» What is being asked: Look for "body" in the records and copy every line that has it.

[Source records]
┏━━

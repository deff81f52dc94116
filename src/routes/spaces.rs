use crate::{
    AppState,
    error::AppError,
    middleware::auth::Claims,
    services::context::{SpaceRequest, SpaceResponse},
};
use axum::{
    Extension,
    body::Bytes,
    extract::{Query, State},
    http::{HeaderMap, Method},
    response::{IntoResponse, Response},
};
use std::collections::HashMap;
use std::sync::Arc;

/// Every method on `/spaces` lands here and goes through the dispatcher.
pub async fn handle_spaces(
    State(state): State<Arc<AppState>>,
    method: Method,
    headers: HeaderMap,
    Query(query): Query<HashMap<String, String>>,
    claims: Option<Extension<Claims>>,
    body: Bytes,
) -> Result<Response, AppError> {
    // Raw bytes, so a body that is not UTF-8 still gets a JSON answer
    let mut request = SpaceRequest::new(method).with_body_bytes(&body);
    request.query = query;
    request.claims = claims.map(|Extension(claims)| claims);
    request.headers = headers;

    let response = state.dispatcher.dispatch(&request).await?;
    Ok(into_http(response))
}

fn into_http(response: SpaceResponse) -> Response {
    (response.status, response.headers, response.body).into_response()
}
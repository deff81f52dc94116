use axum::{
    http::{HeaderMap, HeaderName, HeaderValue, Request},
    middleware::Next,
    response::Response,
};
use std::time::Instant;
use tracing::{info, warn};
use uuid::Uuid;

/// Header carrying the request id in both directions.
pub const REQUEST_ID_HEADER: &str = "x-request-id";

/// Requests slower than this are reported.
const SLOW_REQUEST_MS: u128 = 1000;

/// Reuses the caller's request id or generates one, and returns it on the
/// response.
pub async fn request_tracking_middleware<B>(
    mut request: Request<B>,
    next: Next<B>,
) -> Response {
    let start_time = Instant::now();
    let request_id =
        extract_request_id(request.headers()).unwrap_or_else(|| Uuid::new_v4().to_string());
    let header_value =
        HeaderValue::from_str(&request_id).unwrap_or_else(|_| HeaderValue::from_static("invalid"));

    request
        .headers_mut()
        .insert(HeaderName::from_static(REQUEST_ID_HEADER), header_value.clone());

    let method = request.method().clone();
    let uri = request.uri().clone();

    let mut response = next.run(request).await;
    response
        .headers_mut()
        .insert(HeaderName::from_static(REQUEST_ID_HEADER), header_value);

    let duration_ms = start_time.elapsed().as_millis();
    let status = response.status();

    if status.is_server_error() {
        warn!(
            request_id = %request_id, method = %method, uri = %uri,
            status = %status, duration_ms = %duration_ms,
            "Request completed with server error"
        );
    } else if status.is_client_error() {
        warn!(
            request_id = %request_id, method = %method, uri = %uri,
            status = %status, duration_ms = %duration_ms,
            "Request completed with client error"
        );
    } else {
        info!(
            request_id = %request_id, method = %method, uri = %uri,
            status = %status, duration_ms = %duration_ms,
            "Request completed"
        );
    }

    if duration_ms > SLOW_REQUEST_MS {
        warn!(
            request_id = %request_id, method = %method, uri = %uri,
            duration_ms = %duration_ms,
            "Slow request detected"
        );
    }

    response
}

/// Caller-supplied request id, if present and non-empty.
pub fn extract_request_id(headers: &HeaderMap) -> Option<String> {
    headers
        .get(REQUEST_ID_HEADER)
        .and_then(|v| v.to_str().ok())
        .filter(|s| !s.is_empty())
        .map(|s| s.to_string())
}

┗━━

» Response to this exercise:
    body::Bytes,
    body: Bytes,
    // Raw bytes, so a body that is not UTF-8 still gets a JSON answer
    let mut request = SpaceRequest::new(method).with_body_bytes(&body);
    (response.status, response.headers, response.body).into_response()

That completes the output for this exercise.